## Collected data
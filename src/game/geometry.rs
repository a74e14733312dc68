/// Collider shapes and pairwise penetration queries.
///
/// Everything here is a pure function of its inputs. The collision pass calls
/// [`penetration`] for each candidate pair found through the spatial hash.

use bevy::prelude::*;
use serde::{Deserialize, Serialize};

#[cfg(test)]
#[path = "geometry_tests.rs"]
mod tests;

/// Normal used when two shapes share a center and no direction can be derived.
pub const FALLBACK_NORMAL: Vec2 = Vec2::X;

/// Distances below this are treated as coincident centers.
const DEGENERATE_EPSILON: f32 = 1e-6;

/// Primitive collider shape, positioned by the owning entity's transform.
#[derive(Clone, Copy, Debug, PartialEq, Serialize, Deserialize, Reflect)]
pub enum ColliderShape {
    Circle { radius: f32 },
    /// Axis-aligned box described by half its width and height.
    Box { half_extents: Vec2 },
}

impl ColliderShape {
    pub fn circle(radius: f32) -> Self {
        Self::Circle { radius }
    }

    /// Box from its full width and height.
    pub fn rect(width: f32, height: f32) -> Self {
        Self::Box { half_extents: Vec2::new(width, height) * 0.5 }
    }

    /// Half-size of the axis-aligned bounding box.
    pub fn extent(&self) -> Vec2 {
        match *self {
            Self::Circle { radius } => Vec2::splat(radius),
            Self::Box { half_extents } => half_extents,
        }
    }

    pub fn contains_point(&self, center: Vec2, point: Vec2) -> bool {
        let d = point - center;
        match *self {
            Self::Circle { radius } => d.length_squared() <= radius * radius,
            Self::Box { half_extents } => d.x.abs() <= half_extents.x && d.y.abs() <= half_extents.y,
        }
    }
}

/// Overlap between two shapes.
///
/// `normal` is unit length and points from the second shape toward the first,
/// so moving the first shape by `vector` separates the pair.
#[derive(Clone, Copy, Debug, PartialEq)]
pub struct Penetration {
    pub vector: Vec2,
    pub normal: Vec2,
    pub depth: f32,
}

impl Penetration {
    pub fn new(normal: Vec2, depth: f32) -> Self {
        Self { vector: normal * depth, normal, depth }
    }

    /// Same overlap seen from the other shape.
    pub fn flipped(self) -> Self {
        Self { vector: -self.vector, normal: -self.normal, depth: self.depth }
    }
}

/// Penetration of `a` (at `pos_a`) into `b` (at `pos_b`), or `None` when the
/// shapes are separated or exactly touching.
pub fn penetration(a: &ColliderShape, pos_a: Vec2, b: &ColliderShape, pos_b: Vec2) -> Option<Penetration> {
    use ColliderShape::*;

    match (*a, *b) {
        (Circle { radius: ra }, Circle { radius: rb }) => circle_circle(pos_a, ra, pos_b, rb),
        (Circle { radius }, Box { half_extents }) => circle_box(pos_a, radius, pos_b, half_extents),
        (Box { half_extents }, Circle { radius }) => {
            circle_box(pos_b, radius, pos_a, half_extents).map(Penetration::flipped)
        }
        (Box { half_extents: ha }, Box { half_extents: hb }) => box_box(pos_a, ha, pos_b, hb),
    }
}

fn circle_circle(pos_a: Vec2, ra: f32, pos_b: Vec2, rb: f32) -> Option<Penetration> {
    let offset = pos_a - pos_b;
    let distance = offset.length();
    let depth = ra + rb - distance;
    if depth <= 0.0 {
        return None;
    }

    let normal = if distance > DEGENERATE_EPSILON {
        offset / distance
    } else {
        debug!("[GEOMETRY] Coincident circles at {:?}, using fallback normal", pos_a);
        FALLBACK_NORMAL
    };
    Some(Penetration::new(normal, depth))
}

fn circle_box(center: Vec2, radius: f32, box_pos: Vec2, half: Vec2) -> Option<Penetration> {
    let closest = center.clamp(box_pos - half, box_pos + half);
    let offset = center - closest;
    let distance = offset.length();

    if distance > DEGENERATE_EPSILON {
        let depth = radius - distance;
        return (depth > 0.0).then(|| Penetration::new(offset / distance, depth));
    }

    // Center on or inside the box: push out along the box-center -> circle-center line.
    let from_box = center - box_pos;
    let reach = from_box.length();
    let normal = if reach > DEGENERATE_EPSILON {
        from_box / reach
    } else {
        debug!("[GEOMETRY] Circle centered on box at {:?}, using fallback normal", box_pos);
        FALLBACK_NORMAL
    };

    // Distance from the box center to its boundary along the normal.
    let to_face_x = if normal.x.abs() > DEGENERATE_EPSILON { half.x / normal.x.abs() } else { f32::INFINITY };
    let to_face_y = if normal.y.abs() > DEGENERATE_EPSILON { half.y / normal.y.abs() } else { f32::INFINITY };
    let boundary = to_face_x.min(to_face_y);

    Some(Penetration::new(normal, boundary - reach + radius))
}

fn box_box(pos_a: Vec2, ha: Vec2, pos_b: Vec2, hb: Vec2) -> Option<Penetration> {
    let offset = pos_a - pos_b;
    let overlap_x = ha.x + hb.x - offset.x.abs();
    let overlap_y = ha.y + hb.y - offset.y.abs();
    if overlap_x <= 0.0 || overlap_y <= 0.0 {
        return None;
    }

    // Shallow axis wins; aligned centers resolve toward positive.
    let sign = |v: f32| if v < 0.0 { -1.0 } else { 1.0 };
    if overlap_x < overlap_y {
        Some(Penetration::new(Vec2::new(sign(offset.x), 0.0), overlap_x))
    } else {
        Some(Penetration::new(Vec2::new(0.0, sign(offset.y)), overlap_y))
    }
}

## PROBLEM TO SOLVE
Return, with no change at all, every line in the entries above from the line containing "separates the pair." through the line containing "let depth = radius - distance;".

## SOLUTION TO THIS PROBLEM
/// so moving the first shape by `vector` separates the pair.
#[derive(Clone, Copy, Debug, PartialEq)]
pub struct Penetration {
    pub vector: Vec2,
    pub normal: Vec2,
    pub depth: f32,
}

impl Penetration {
    pub fn new(normal: Vec2, depth: f32) -> Self {
        Self { vector: normal * depth, normal, depth }
    }

    /// Same overlap seen from the other shape.
    pub fn flipped(self) -> Self {
        Self { vector: -self.vector, normal: -self.normal, depth: self.depth }
    }
}

/// Penetration of `a` (at `pos_a`) into `b` (at `pos_b`), or `None` when the
/// shapes are separated or exactly touching.
pub fn penetration(a: &ColliderShape, pos_a: Vec2, b: &ColliderShape, pos_b: Vec2) -> Option<Penetration> {
    use ColliderShape::*;

    match (*a, *b) {
        (Circle { radius: ra }, Circle { radius: rb }) => circle_circle(pos_a, ra, pos_b, rb),
        (Circle { radius }, Box { half_extents }) => circle_box(pos_a, radius, pos_b, half_extents),
        (Box { half_extents }, Circle { radius }) => {
            circle_box(pos_b, radius, pos_a, half_extents).map(Penetration::flipped)
        }
        (Box { half_extents: ha }, Box { half_extents: hb }) => box_box(pos_a, ha, pos_b, hb),
    }
}

fn circle_circle(pos_a: Vec2, ra: f32, pos_b: Vec2, rb: f32) -> Option<Penetration> {
    let offset = pos_a - pos_b;
    let distance = offset.length();
    let depth = ra + rb - distance;
    if depth <= 0.0 {
        return None;
    }

    let normal = if distance > DEGENERATE_EPSILON {
        offset / distance
    } else {
        debug!("[GEOMETRY] Coincident circles at {:?}, using fallback normal", pos_a);
        FALLBACK_NORMAL
    };
    Some(Penetration::new(normal, depth))
}

fn circle_box(center: Vec2, radius: f32, box_pos: Vec2, half: Vec2) -> Option<Penetration> {
    let closest = center.clamp(box_pos - half, box_pos + half);
    let offset = center - closest;
    let distance = offset.length();

    if distance > DEGENERATE_EPSILON {
        let depth = radius - distance;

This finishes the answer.